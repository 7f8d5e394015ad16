/*
 * Copyright (c) Huawei Technologies Co., Ltd. 2025. All rights reserved.
 * Wallet Pass Service is licensed under the Mulan PSL v2.
 * You can use this software according to the terms and conditions of the Mulan PSL v2.
 * You may obtain a copy of Mulan PSL v2 at:
 *     http://license.coscl.org.cn/MulanPSL2
 * THIS SOFTWARE IS PROVIDED ON AN "AS IS" BASIS, WITHOUT WARRANTIES OF ANY KIND, EITHER EXPRESS OR
 * IMPLIED, INCLUDING BUT NOT LIMITED TO NON-INFRINGEMENT, MERCHANTABILITY OR FIT FOR A PARTICULAR
 * PURPOSE.
 * See the Mulan PSL v2 for more details.
 */

pub mod error;
pub mod memory_repository;
pub mod record;
pub mod redis_repository;
pub mod repository;
pub mod responder;

pub use error::FetchError;
pub use memory_repository::InMemoryPullRecordRepository;
pub use record::{PullRecord, PullState};
pub use redis_repository::RedisPullRecordRepository;
pub use repository::PullRecordRepository;
pub use responder::{FetchFlowResponder, PullResponse, UnknownReferencePolicy};
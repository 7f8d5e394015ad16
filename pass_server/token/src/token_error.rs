/*
 * Copyright (c) Huawei Technologies Co., Ltd. 2025. All rights reserved.
 * Wallet Pass Service is licensed under the Mulan PSL v2.
 * You can use this software according to the terms and conditions of the Mulan PSL v2.
 * You may obtain a copy of Mulan PSL v2 at:
 *     http://license.coscl.org.cn/MulanPSL2
 * THIS SOFTWARE IS PROVIDED ON AN "AS IS" BASIS, WITHOUT WARRANTIES OF ANY KIND, EITHER EXPRESS OR
 * IMPLIED, INCLUDING BUT NOT LIMITED TO NON-INFRINGEMENT, MERCHANTABILITY OR FIT FOR A PARTICULAR
 * PURPOSE.
 * See the Mulan PSL v2 for more details.
 */

use thiserror::Error;

/// Token signing exception enumeration
#[derive(Debug, Error)]
pub enum SigningError {
    // key file could not be read
    #[error("Signing key unavailable: {0}")]
    KeyUnavailable(String),
    // key material is not a usable RSA private key
    #[error("Signing key invalid: {0}")]
    InvalidKey(String),
    #[error("Sign token failed: {0}")]
    SignFailed(String),
}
===
**Problem:** Reproduce every line of the data without changing a word.

**Answer below:**
repository 7f8d5e394015ad16
/*
 * Copyright (c) Huawei Technologies Co., Ltd. 2025. All rights reserved.
 * Wallet Pass Service is licensed under the Mulan PSL v2.
 * You can use this software according to the terms and conditions of the Mulan PSL v2.
 * You may obtain a copy of Mulan PSL v2 at:
 *     http://license.coscl.org.cn/MulanPSL2
 * THIS SOFTWARE IS PROVIDED ON AN "AS IS" BASIS, WITHOUT WARRANTIES OF ANY KIND, EITHER EXPRESS OR
 * IMPLIED, INCLUDING BUT NOT LIMITED TO NON-INFRINGEMENT, MERCHANTABILITY OR FIT FOR A PARTICULAR
 * PURPOSE.
 * See the Mulan PSL v2 for more details.
 */

pub mod error;
pub mod memory_repository;
pub mod record;
pub mod redis_repository;
pub mod repository;
pub mod responder;

pub use error::FetchError;
pub use memory_repository::InMemoryPullRecordRepository;
pub use record::{PullRecord, PullState};
pub use redis_repository::RedisPullRecordRepository;
pub use repository::PullRecordRepository;
pub use responder::{FetchFlowResponder, PullResponse, UnknownReferencePolicy};
repository 7f8d5e394015ad16
filename pass_server/token/src/token_error.rs
/*
 * Copyright (c) Huawei Technologies Co., Ltd. 2025. All rights reserved.
 * Wallet Pass Service is licensed under the Mulan PSL v2.
 * You can use this software according to the terms and conditions of the Mulan PSL v2.
 * You may obtain a copy of Mulan PSL v2 at:
 *     http://license.coscl.org.cn/MulanPSL2
 * THIS SOFTWARE IS PROVIDED ON AN "AS IS" BASIS, WITHOUT WARRANTIES OF ANY KIND, EITHER EXPRESS OR
 * IMPLIED, INCLUDING BUT NOT LIMITED TO NON-INFRINGEMENT, MERCHANTABILITY OR FIT FOR A PARTICULAR
 * PURPOSE.
 * See the Mulan PSL v2 for more details.
 */

use thiserror::Error;

/// Token signing exception enumeration
#[derive(Debug, Error)]
pub enum SigningError {
    // key file could not be read
    #[error("Signing key unavailable: {0}")]
    KeyUnavailable(String),
    // key material is not a usable RSA private key
    #[error("Signing key invalid: {0}")]
    InvalidKey(String),
    #[error("Sign token failed: {0}")]
    SignFailed(String),
}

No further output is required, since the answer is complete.